# [Task brief]
Report the count of lines below in which the string "declaration" occurs; include nothing else.
*** Data for the task ***
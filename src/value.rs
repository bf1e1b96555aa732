// Value & type model.
//
// `Type` is the identity used for intrinsic-key matching and
// type-mismatch checks: two types are equal iff their variants match
// and, recursively, their element types match. List *sizes* are
// deliberately not part of `Type` (list sizes do not enter type
// identity, but list constructors know their fixed size), so the size
// lives on `TypeSpec`, the declaration-time descriptor that knows how
// to build a fresh `Value` of a given shape.

use crate::allocator::{Allocator, CellIndex};
use crate::emitter::Emitter;
use crate::error::Result;
use crate::options::CompilerOptions;

/// Type identity, used for intrinsic dispatch keys and type checks.
#[derive(Clone, Debug, PartialEq, Eq, Hash)]
pub enum Type {
    Byte,
    List(Box<Type>),
    VirtualInteger,
    VirtualList,
}

/// A declaration-time type descriptor: everything `TypeSpec::new_value`
/// needs to construct a fresh `Value`, including list size (which is
/// not part of `Type` identity).
#[derive(Clone, Debug)]
pub enum TypeSpec {
    Byte,
    List(Box<TypeSpec>, usize),
    VirtualInteger,
    VirtualList,
}

impl TypeSpec {
    /// The `Type` this descriptor's constructed values carry.
    pub fn identity(&self) -> Type {
        match self {
            TypeSpec::Byte => Type::Byte,
            TypeSpec::List(elem, _) => Type::List(Box::new(elem.identity())),
            TypeSpec::VirtualInteger => Type::VirtualInteger,
            TypeSpec::VirtualList => Type::VirtualList,
        }
    }

    /// The `new()` contract: a fresh value of this
    /// type. For `Byte`, allocates one tape cell; for `List`,
    /// recursively `new`s `size` elements.
    pub fn new_value(&self, alloc: &mut Allocator) -> Value {
        match self {
            TypeSpec::Byte => Value::Byte(alloc.allocate()),
            TypeSpec::List(elem, size) => {
                let items = (0..*size).map(|_| elem.new_value(alloc)).collect();
                Value::List(elem.identity(), items)
            }
            TypeSpec::VirtualInteger => Value::VirtualInteger(0),
            TypeSpec::VirtualList => Value::VirtualList(Vec::new()),
        }
    }
}

/// A runtime value, tagged by which kind of storage backs it.
///
/// `PartialEq` here is structural equality on the Rust representation
/// (useful for asserting on `VirtualInteger`/`VirtualList` in tests);
/// it does *not* model the "copy produces an equal value"
/// contract for `Byte`, since two `Byte`s naming different cells are
/// never the same value by this derive even when the cells hold the
/// same runtime content.
#[derive(Clone, Debug, PartialEq)]
pub enum Value {
    Byte(CellIndex),
    List(Type, Vec<Value>),
    VirtualInteger(i64),
    VirtualList(Vec<Value>),
}

impl Value {
    pub fn type_of(&self) -> Type {
        match self {
            Value::Byte(_) => Type::Byte,
            Value::List(elem, _) => Type::List(Box::new(elem.clone())),
            Value::VirtualInteger(_) => Type::VirtualInteger,
            Value::VirtualList(_) => Type::VirtualList,
        }
    }

    /// `Byte.copy`: the canonical "copy via temporary".
    /// For virtual values, clones the compile-time payload at no
    /// tape cost.
    pub fn copy(&self, alloc: &mut Allocator, emitter: &mut Emitter, opts: &CompilerOptions) -> Result<Value> {
        match self {
            Value::Byte(src) => {
                let a1 = alloc.allocate();
                let a2 = alloc.allocate();
                if !opts.zero_on_free {
                    emitter.zero(a1);
                    emitter.zero(a2);
                }
                emitter.move_cell(*src, &[a1, a2], 1)?;
                emitter.move_cell(a2, &[*src], 1)?;
                alloc.free(a2);
                Ok(Value::Byte(a1))
            }
            Value::List(elem_ty, items) => {
                let copied: Vec<Value> = items
                    .iter()
                    .map(|item| item.copy(alloc, emitter, opts))
                    .collect::<Result<_>>()?;
                Ok(Value::List(elem_ty.clone(), copied))
            }
            Value::VirtualInteger(n) => Ok(Value::VirtualInteger(*n)),
            Value::VirtualList(items) => Ok(Value::VirtualList(items.clone())),
        }
    }

    /// `Byte.free` / `List.free`: releases any owned cells.
    /// A no-op for virtual values, which own no tape storage. Honors
    /// `CompilerOptions::zero_on_free` by zeroing a `Byte`
    /// cell before reclaiming its index, so a later `allocate` of the
    /// same index sees zero without every `new` site having to guard
    /// against stale content.
    pub fn free(self, alloc: &mut Allocator, emitter: &mut Emitter, opts: &CompilerOptions) {
        match self {
            Value::Byte(idx) => {
                if opts.zero_on_free {
                    emitter.zero(idx);
                }
                alloc.free(idx);
            }
            Value::List(_, items) => {
                for item in items {
                    item.free(alloc, emitter, opts);
                }
            }
            Value::VirtualInteger(_) | Value::VirtualList(_) => {}
        }
    }
}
*** End of Data for the task ***
# [Exercise answer]
2